Every major booking platform claims to offer personalised recommendations. None of them do, in any meaningful sense. What they offer is targeted re-marketing: you looked at Barcelona once, so now you see Barcelona hotel ads everywhere for three weeks.

Real personalisation is a harder problem. It requires understanding the purpose of a trip — is this a long weekend with a partner, a solo conference trip, a family holiday — and adjusting every dimension of the recommendation accordingly. A business traveller and a backpacker don't just want different price points; they want different proximity to transit, different amenity profiles, different cancellation policies.

The structural reason existing platforms fail at this is incentive misalignment. Their revenue comes from commissions on bookings and sponsored placements. A truly personalised result might surface a smaller hotel with lower commission rates over a premium chain that pays more for visibility. The platform's interests and the user's interests are in direct conflict.

The second reason is technical debt.
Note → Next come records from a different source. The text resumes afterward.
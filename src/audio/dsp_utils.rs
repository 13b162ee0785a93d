// DSP utilities - gain conversion and output hygiene for the real-time callback

/// Flush denormals to zero
///
/// Denormal numbers (very close to 0) can slow some CPUs down badly.
/// Threshold: 1e-15, well below 32-bit float noise.
#[inline]
pub fn flush_denormals_to_zero(x: f32) -> f32 {
    if x.abs() < 1e-15 { 0.0 } else { x }
}

/// Hard clipping to [-1, 1] before integer conversion
#[inline]
pub fn hard_clip(x: f32) -> f32 {
    x.clamp(-1.0, 1.0)
}

/// Decibels to linear gain. At or below -120 dB is silence; boosts are capped at +24 dB.
#[inline]
pub fn db_to_gain(db: f32) -> f32 {
    if db.is_nan() || db <= -120.0 {
        return 0.0;
    }
    10f32.powf(db.min(24.0) / 20.0)
}

#[cfg(test)]
mod tests {
    use super::*;

    #[test]
    fn test_flush_denormals() {
        assert_eq!(flush_denormals_to_zero(1e-20), 0.0);
        assert_eq!(flush_denormals_to_zero(0.5), 0.5);
    }

    #[test]
    fn test_hard_clip() {
        assert_eq!(hard_clip(1.5), 1.0);
        assert_eq!(hard_clip(-2.0), -1.0);
        assert_eq!(hard_clip(0.3), 0.3);
    }

    #[test]
    fn test_db_to_gain() {
        assert_eq!(db_to_gain(0.0), 1.0);
        assert!((db_to_gain(-6.0) - 0.501).abs() < 0.001);
        assert!((db_to_gain(6.0) - 1.995).abs() < 0.001);
        assert_eq!(db_to_gain(-200.0), 0.0);
        assert_eq!(db_to_gain(f32::NEG_INFINITY), 0.0);
        assert_eq!(db_to_gain(f32::NAN), 0.0);
        assert!((db_to_gain(f32::INFINITY) - 15.85).abs() < 0.01);
    }
}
Most legacy booking systems were built on top of GDS infrastructure from the 1990s. Layering modern machine learning on top of that is expensive and slow. The incumbents have opted for cosmetic personalisation — 'based on your recent searches' — rather than investing in the underlying data infrastructure needed for genuine fit prediction.

Roavo is built without those constraints. We do not take placement fees. Our ranking function has one objective: match the traveller to the best available option given their stated and inferred preferences. The business model depends on users trusting the results, which means the incentives point in the right direction.